Provided material
----
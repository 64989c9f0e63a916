//! Interactive console for the clinic records system.

mod menu;
mod prompt;
mod table;

use anyhow::{Context, Result};
use clap::Parser;
use clinic_core::{default_log_level, ClinicConfig, ClinicService, DEFAULT_DB_FILE_NAME};
use log::info;
use menu::Console;
use std::io;
use std::path::PathBuf;

#[derive(Parser, Debug)]
#[command(name = "clinic")]
#[command(author, version, about = "Clinic & lab records console", long_about = None)]
struct Cli {
    /// SQLite database file
    #[arg(long, env = "CLINIC_DB_PATH", default_value = DEFAULT_DB_FILE_NAME)]
    db_path: PathBuf,

    /// Log level (trace, debug, info, warn, error)
    #[arg(long, env = "CLINIC_LOG_LEVEL")]
    log_level: Option<String>,

    /// Directory for rolling log files; file logging is off when unset
    #[arg(long, env = "CLINIC_LOG_DIR")]
    log_dir: Option<PathBuf>,
}

impl Cli {
    fn into_config(self) -> ClinicConfig {
        let mut config = ClinicConfig::new(self.db_path)
            .with_log_level(self.log_level.unwrap_or_else(|| default_log_level().to_string()));
        if let Some(log_dir) = self.log_dir {
            config = config.with_log_dir(log_dir);
        }
        config
    }
}

fn main() -> Result<()> {
    let config = Cli::parse().into_config();

    config
        .init_logging()
        .map_err(anyhow::Error::msg)
        .context("failed to initialize logging")?;

    let conn = config
        .open_db()
        .with_context(|| format!("failed to open database {}", config.db_path().display()))?;
    let service = ClinicService::try_new(&conn).context("database schema is not ready")?;
    info!("event=cli_start module=cli status=ok version={}", clinic_core::core_version());

    let stdin = io::stdin();
    Console::new(&service, stdin.lock(), io::stdout())
        .run()
        .context("console i/o failed")?;

    info!("event=cli_exit module=cli status=ok");
    Ok(())
}

#[cfg(test)]
mod tests {
    use super::*;

    #[test]
    fn cli_defaults_to_local_database_without_file_logging() {
        let cli = Cli::try_parse_from(["clinic"]).unwrap();
        let config = cli.into_config();
        if std::env::var_os("CLINIC_DB_PATH").is_none() {
            assert_eq!(config.db_path(), std::path::Path::new(DEFAULT_DB_FILE_NAME));
        }
        if std::env::var_os("CLINIC_LOG_DIR").is_none() {
            assert_eq!(config.log_dir, None);
        }
    }

    #[test]
    fn cli_flags_override_defaults() {
        let dir = tempfile::tempdir().unwrap();
        let cli = Cli::try_parse_from([
            "clinic",
            "--db-path",
            "records.sqlite3",
            "--log-level",
            "debug",
            "--log-dir",
            dir.path().to_str().unwrap(),
        ])
        .unwrap();
        let config = cli.into_config();

        assert_eq!(config.db_path(), std::path::Path::new("records.sqlite3"));
        assert_eq!(config.log_level, "debug");
        assert_eq!(config.log_dir.as_deref(), Some(dir.path()));
    }
}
----
Exercise
Please print all the data again exactly as given.

Exercise answer
repository 64989c9f0e63a916
//! Interactive console for the clinic records system.

mod menu;
mod prompt;
mod table;

use anyhow::{Context, Result};
use clap::Parser;
use clinic_core::{default_log_level, ClinicConfig, ClinicService, DEFAULT_DB_FILE_NAME};
use log::info;
use menu::Console;
use std::io;
use std::path::PathBuf;

#[derive(Parser, Debug)]
#[command(name = "clinic")]
#[command(author, version, about = "Clinic & lab records console", long_about = None)]
struct Cli {
    /// SQLite database file
    #[arg(long, env = "CLINIC_DB_PATH", default_value = DEFAULT_DB_FILE_NAME)]
    db_path: PathBuf,

    /// Log level (trace, debug, info, warn, error)
    #[arg(long, env = "CLINIC_LOG_LEVEL")]
    log_level: Option<String>,

    /// Directory for rolling log files; file logging is off when unset
    #[arg(long, env = "CLINIC_LOG_DIR")]
    log_dir: Option<PathBuf>,
}

impl Cli {
    fn into_config(self) -> ClinicConfig {
        let mut config = ClinicConfig::new(self.db_path)
            .with_log_level(self.log_level.unwrap_or_else(|| default_log_level().to_string()));
        if let Some(log_dir) = self.log_dir {
            config = config.with_log_dir(log_dir);
        }
        config
    }
}

fn main() -> Result<()> {
    let config = Cli::parse().into_config();

    config
        .init_logging()
        .map_err(anyhow::Error::msg)
        .context("failed to initialize logging")?;

    let conn = config
        .open_db()
        .with_context(|| format!("failed to open database {}", config.db_path().display()))?;
    let service = ClinicService::try_new(&conn).context("database schema is not ready")?;
    info!("event=cli_start module=cli status=ok version={}", clinic_core::core_version());

    let stdin = io::stdin();
    Console::new(&service, stdin.lock(), io::stdout())
        .run()
        .context("console i/o failed")?;

    info!("event=cli_exit module=cli status=ok");
    Ok(())
}

#[cfg(test)]
mod tests {
    use super::*;

    #[test]
    fn cli_defaults_to_local_database_without_file_logging() {
        let cli = Cli::try_parse_from(["clinic"]).unwrap();
        let config = cli.into_config();
        if std::env::var_os("CLINIC_DB_PATH").is_none() {
            assert_eq!(config.db_path(), std::path::Path::new(DEFAULT_DB_FILE_NAME));
        }
        if std::env::var_os("CLINIC_LOG_DIR").is_none() {
            assert_eq!(config.log_dir, None);
        }
    }

    #[test]
    fn cli_flags_override_defaults() {
        let dir = tempfile::tempdir().unwrap();
        let cli = Cli::try_parse_from([
            "clinic",
            "--db-path",
            "records.sqlite3",
            "--log-level",
            "debug",
            "--log-dir",
            dir.path().to_str().unwrap(),
        ])
        .unwrap();
        let config = cli.into_config();

        assert_eq!(config.db_path(), std::path::Path::new("records.sqlite3"));
        assert_eq!(config.log_level, "debug");
        assert_eq!(config.log_dir.as_deref(), Some(dir.path()));
    }
}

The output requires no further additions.